Sonnenbergs, C 5, "Trillions of Mouths to Feed"

  • Microbiota extinction -- not just from change in foods, less fermented foods, more sterile food and sterile environments. pets help with our microbiota.
  • Microbiota mechanisms:
  • direct response to diet, "recyclers",
  • life is hard for our M germs: no oxygen down there and transit time is fast. So they make SCFAs that can metabolize in the blood stream where there is oxygen.
  • Why feed the gut? Isn't that just more calories? (116) - No. people with high scfa diets lose weight, decrease inflammation, Western diet diseases. Back to the connection between satiety and nutritional health. (N - S - P)
  • History of research -- field doctors: Thomas Cleave, 70s "The Saccharine Disease" "Bran Man"; Denis Burkitt studies comparing Western and Africans on fiber, stool quality, and health. Overconsumption of refined carbs.
  • Carb chemistry/metabolism basics -- 120: also in our nutrition textbook chapters. Note unique types of saccharides in particular foods: read 121 and 126; insulin resistance.
  • Measuring MACs - the authors acronym for Macrobiotically Available Carbohydrates. - no standard measure of dietary fiber (note discrepancies from above.)
  • RDAs: 29/38 grams. Actual 15 grams/day. 126: Notes that not all complex carbs are available to the M.
  • research discovering enzyme in nori, a seaweed based sushi wrapper: found in Japanese guts. Helps digest fish. Note: Terrior. Local adaptation of the M.
  • 128: Dutch research on rich and poor M. richness of M better predictor of disease than obesity.
  • Gordon's famous 2013 FMT mouse research: need M and M-supporting diet. Note caveat 129. Can't just benefit from the microbes alone.
  • what's wrong with refined cereal seeds (130) (like Montgomery's account). Wheat bread vs. Wheat berries. The form of the food matters to the fiber count.
  • What about the Inuit?
  • What about excess gas?
  • 135: Note their dietary advice.

Sonnenbergs, C 7, "Eat Sh*t and Live" (Recommended)

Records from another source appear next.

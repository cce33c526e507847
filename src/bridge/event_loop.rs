//! Event loop for an established connection
//!
//! One task reads and dispatches inbound payloads while the caller's task
//! multiplexes the keepalive ticker, the shutdown token and the end of the
//! read task.

use super::dispatch::Dispatcher;
use super::{LoopConfig, LoopExit};
use crate::error::BridgeError;
use crate::transport::{FrameSink, FrameSource};
use bridge_shared::state_machine::{BridgeStateMachine, CloseMode, LoopEvent, TransitionResult};
use std::sync::Arc;
use tokio::task::JoinHandle;
use tokio::time::{interval_at, sleep, Instant, MissedTickBehavior};
use tokio_util::sync::CancellationToken;
use tracing::{debug, error, info, warn};

type ReadTask = JoinHandle<Result<(), BridgeError>>;

/// Text sent on every keepalive tick
pub fn keepalive_payload() -> String {
    chrono::Local::now().to_string()
}

/// Apply an event to the state machine and log the transition
pub(crate) fn transition(fsm: &mut BridgeStateMachine, event: LoopEvent) -> TransitionResult {
    let from = fsm.state();
    let result = fsm.process_event(event);
    match &result {
        TransitionResult::Invalid { from, event } => {
            warn!("[BRIDGE] Ignoring {:?} in state {:?}", event, from);
        }
        _ => info!("[BRIDGE] {:?} -> {:?} on {:?}", from, fsm.state(), event),
    }
    result
}

/// Run the loop until the read task ends, a keepalive write fails or
/// `shutdown` is cancelled. The state machine must be `Running` on entry
/// and is `Closed` on return.
pub async fn run<S, R>(
    fsm: &mut BridgeStateMachine,
    mut sink: S,
    source: R,
    dispatcher: Arc<Dispatcher>,
    config: &LoopConfig,
    shutdown: CancellationToken,
) -> Result<LoopExit, BridgeError>
where
    S: FrameSink,
    R: FrameSource,
{
    let mut reader: ReadTask = tokio::spawn(read_loop(source, dispatcher));
    let mut read_result: Option<Result<(), BridgeError>> = None;

    // First keepalive goes out one interval after the loop starts
    let mut keepalive = interval_at(
        Instant::now() + config.keepalive_interval,
        config.keepalive_interval,
    );
    keepalive.set_missed_tick_behavior(MissedTickBehavior::Delay);

    let exit = loop {
        tokio::select! {
            joined = &mut reader => {
                read_result = Some(flatten(joined));
                break LoopExit::ReadFailed;
            }

            _ = keepalive.tick() => {
                if let Err(e) = sink.send_text(keepalive_payload()).await {
                    warn!("write: {}", e);
                    break LoopExit::WriteFailed;
                }
            }

            _ = shutdown.cancelled() => {
                info!("interrupt");
                break LoopExit::Interrupted;
            }
        }
    };

    let event = match exit {
        LoopExit::Interrupted => LoopEvent::Interrupted,
        LoopExit::ReadFailed => LoopEvent::ReadFailed,
        LoopExit::WriteFailed => LoopEvent::WriteFailed,
    };
    let mode = match transition(fsm, event) {
        TransitionResult::Closing(mode) => mode,
        _ => CloseMode::Immediate,
    };

    if mode == CloseMode::Handshake && read_result.is_none() {
        // Ask the peer to close, then give it a bounded window to do so
        match sink.send_close().await {
            Ok(()) => {
                tokio::select! {
                    joined = &mut reader => {
                        read_result = Some(flatten(joined));
                        debug!("Peer finished the close handshake");
                    }
                    _ = sleep(config.close_grace) => {
                        debug!("Close grace period of {:?} expired", config.close_grace);
                    }
                }
            }
            Err(e) => warn!("write close: {}", e),
        }
    }

    sink.close().await;
    if read_result.is_none() {
        reader.abort();
    }
    transition(fsm, LoopEvent::Released);

    match read_result {
        Some(Err(e)) => Err(e),
        _ => Ok(exit),
    }
}

/// Inbound activity. Returns `Ok` once the connection stops delivering
/// payloads, or the fatal error raised by the dispatcher.
async fn read_loop<R: FrameSource>(
    mut source: R,
    dispatcher: Arc<Dispatcher>,
) -> Result<(), BridgeError> {
    loop {
        let payload = match source.recv_text().await {
            Ok(payload) => payload,
            Err(e) => {
                warn!("read: {}", e);
                return Ok(());
            }
        };
        dispatcher.handle_payload(&payload).await?;
    }
}

fn flatten(joined: Result<Result<(), BridgeError>, tokio::task::JoinError>) -> Result<(), BridgeError> {
    match joined {
        Ok(result) => result,
        Err(e) => {
            error!("Read task ended abnormally: {}", e);
            Ok(())
        }
    }
}

#[cfg(test)]
mod tests {
    use super::*;
    use crate::bridge::NotifyPolicy;
    use crate::testing::{MockConnector, MockPeer, RecordingNotifier, SentFrame};
    use crate::transport::TransportConnector;
    use bridge_shared::state_machine::BridgeState;
    use bridge_shared::{Alert, ClassifierMode};
    use std::time::Duration;

    struct Harness {
        peer: MockPeer,
        notifier: RecordingNotifier,
        shutdown: CancellationToken,
        handle: JoinHandle<(Result<LoopExit, BridgeError>, BridgeState)>,
    }

    async fn start(notifier: RecordingNotifier, policy: NotifyPolicy) -> Harness {
        let (connector, peer) = MockConnector::new();
        let (sink, source) = connector.connect("ws://mock/echo").await.unwrap();
        let dispatcher = Arc::new(Dispatcher::new(
            ClassifierMode::Substring,
            policy,
            Arc::new(notifier.clone()),
        ));
        let shutdown = CancellationToken::new();
        let token = shutdown.clone();

        let handle = tokio::spawn(async move {
            let mut fsm = BridgeStateMachine::new();
            fsm.process_event(LoopEvent::Connected);
            let result = run(&mut fsm, sink, source, dispatcher, &LoopConfig::default(), token).await;
            (result, fsm.state())
        });

        Harness {
            peer,
            notifier,
            shutdown,
            handle,
        }
    }

    #[test]
    fn test_keepalive_payload_is_timestamp() {
        let payload = keepalive_payload();
        assert!(payload.starts_with(&chrono::Local::now().format("%Y-").to_string()));
    }

    #[tokio::test(start_paused = true)]
    async fn test_one_keepalive_per_second() {
        let h = start(RecordingNotifier::new(), NotifyPolicy::default()).await;
        let started = Instant::now();

        sleep(Duration::from_millis(3500)).await;
        assert_eq!(h.peer.text_count(), 3);

        let times = h.peer.text_times();
        assert_eq!(times[0] - started, Duration::from_secs(1));
        assert_eq!(times[1] - times[0], Duration::from_secs(1));
        assert_eq!(times[2] - times[1], Duration::from_secs(1));

        h.shutdown.cancel();
        let _ = h.handle.await.unwrap();
    }

    #[tokio::test(start_paused = true)]
    async fn test_interrupt_waits_for_peer() {
        let h = start(RecordingNotifier::new(), NotifyPolicy::default()).await;
        h.peer.acknowledge_close();

        sleep(Duration::from_millis(1500)).await;
        let cancelled_at = Instant::now();
        h.shutdown.cancel();

        let (result, state) = h.handle.await.unwrap();
        assert_eq!(result.unwrap(), LoopExit::Interrupted);
        assert_eq!(state, BridgeState::Closed);
        assert!(cancelled_at.elapsed() < Duration::from_secs(1));

        let sent = h.peer.sent();
        assert_eq!(sent.last(), Some(&SentFrame::Close));
        assert!(h.peer.released());
    }

    #[tokio::test(start_paused = true)]
    async fn test_interrupt_gives_up_after_grace_period() {
        let h = start(RecordingNotifier::new(), NotifyPolicy::default()).await;

        sleep(Duration::from_millis(500)).await;
        let cancelled_at = Instant::now();
        h.shutdown.cancel();

        let (result, state) = h.handle.await.unwrap();
        assert_eq!(result.unwrap(), LoopExit::Interrupted);
        assert_eq!(state, BridgeState::Closed);
        assert_eq!(cancelled_at.elapsed(), Duration::from_secs(1));

        // Keepalives stop once the close message is out
        assert_eq!(h.peer.sent(), vec![SentFrame::Close]);
    }

    #[tokio::test(start_paused = true)]
    async fn test_read_failure_closes_without_sending() {
        let h = start(RecordingNotifier::new(), NotifyPolicy::default()).await;

        h.peer.hang_up();
        let (result, state) = h.handle.await.unwrap();

        assert_eq!(result.unwrap(), LoopExit::ReadFailed);
        assert_eq!(state, BridgeState::Closed);
        assert!(h.peer.sent().is_empty());
        assert!(h.peer.released());
    }

    #[tokio::test(start_paused = true)]
    async fn test_write_failure_ends_loop() {
        let h = start(RecordingNotifier::new(), NotifyPolicy::default()).await;
        h.peer.fail_writes();

        let started = Instant::now();
        let (result, state) = h.handle.await.unwrap();

        assert_eq!(result.unwrap(), LoopExit::WriteFailed);
        assert_eq!(state, BridgeState::Closed);
        assert_eq!(started.elapsed(), Duration::from_secs(1));
        assert!(h.peer.released());
    }

    #[tokio::test(start_paused = true)]
    async fn test_payloads_are_dispatched_in_order() {
        let h = start(RecordingNotifier::new(), NotifyPolicy::default()).await;

        h.peer.push(r#"{"event":"x","r":"y","state":{"open":true}}"#);
        h.peer.push("2024-03-01 10:00:00 +01:00");
        h.peer.push(r#"{"vibration":true}"#);
        h.peer.hang_up();

        let (result, _) = h.handle.await.unwrap();
        assert_eq!(result.unwrap(), LoopExit::ReadFailed);
        assert_eq!(h.notifier.alerts(), vec![Alert::DOOR_OPENED, Alert::VIBRATION]);
    }

    #[tokio::test(start_paused = true)]
    async fn test_notify_failure_keeps_loop_running() {
        let h = start(RecordingNotifier::failing(), NotifyPolicy::LogAndContinue).await;

        h.peer.push(r#"{"vibration":true}"#);
        sleep(Duration::from_millis(2500)).await;

        assert!(!h.handle.is_finished());
        assert_eq!(h.peer.text_count(), 2);
        assert_eq!(h.notifier.alerts().len(), 1);

        h.shutdown.cancel();
        let (result, _) = h.handle.await.unwrap();
        assert_eq!(result.unwrap(), LoopExit::Interrupted);
    }

    #[tokio::test(start_paused = true)]
    async fn test_fail_fast_notify_is_fatal() {
        let h = start(RecordingNotifier::failing(), NotifyPolicy::FailFast).await;

        h.peer.push(r#"{"event":"x","r":"y","state":{"open":true}}"#);
        let (result, state) = h.handle.await.unwrap();

        let err = result.expect_err("loop should fail");
        assert!(err.is_fatal());
        assert_eq!(state, BridgeState::Closed);
        assert!(h.peer.sent().is_empty());
    }
}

  • This chapter is more focused on diseases that have been treatable with new knowledge about the M, and the limits of that research currently.
  • Gastroenteritis, infectious diarrhea, -- culprits like Giardia, Salmonella, and norovirus.
  • Immunological effects of the M: "colonization resistance" - mechanisms (165) - crowding out, bacteriocidal chemicals. Problematic nature of antibiotics in the M.
  • C. difficile (Cdiff) -- associated disease CDAD. 14,000 deaths in US a year. why antibiotics don't always help. spores.
  • 2013 Dutch FMT therapy for CDAD - 94% cure rate (note earlier researcher in 50s who tried this.)
  • Antibiotics -- Interesting that Americans not only eat the Western Diet, but take high levels of antibiotics. Effects of Cipro on M. -- decrease in volume (-10-100x) and diversity of bacteria (25-50% of species). Test subject had diverse responses. Some recovered M in several weeks. Some sustained damage. 2nd round of Cipro hurt everyone's M.
  • IBS and IBD - 177:
  • Difficulties with FMT as a therapy: dangers in introducing new bacteria into someone's gut. Might be hard to remove. (Like issue of releasing GMOs in environment.)
  • Limited results from FMT in humans for obesity treatment. or inflammatory bowel disease.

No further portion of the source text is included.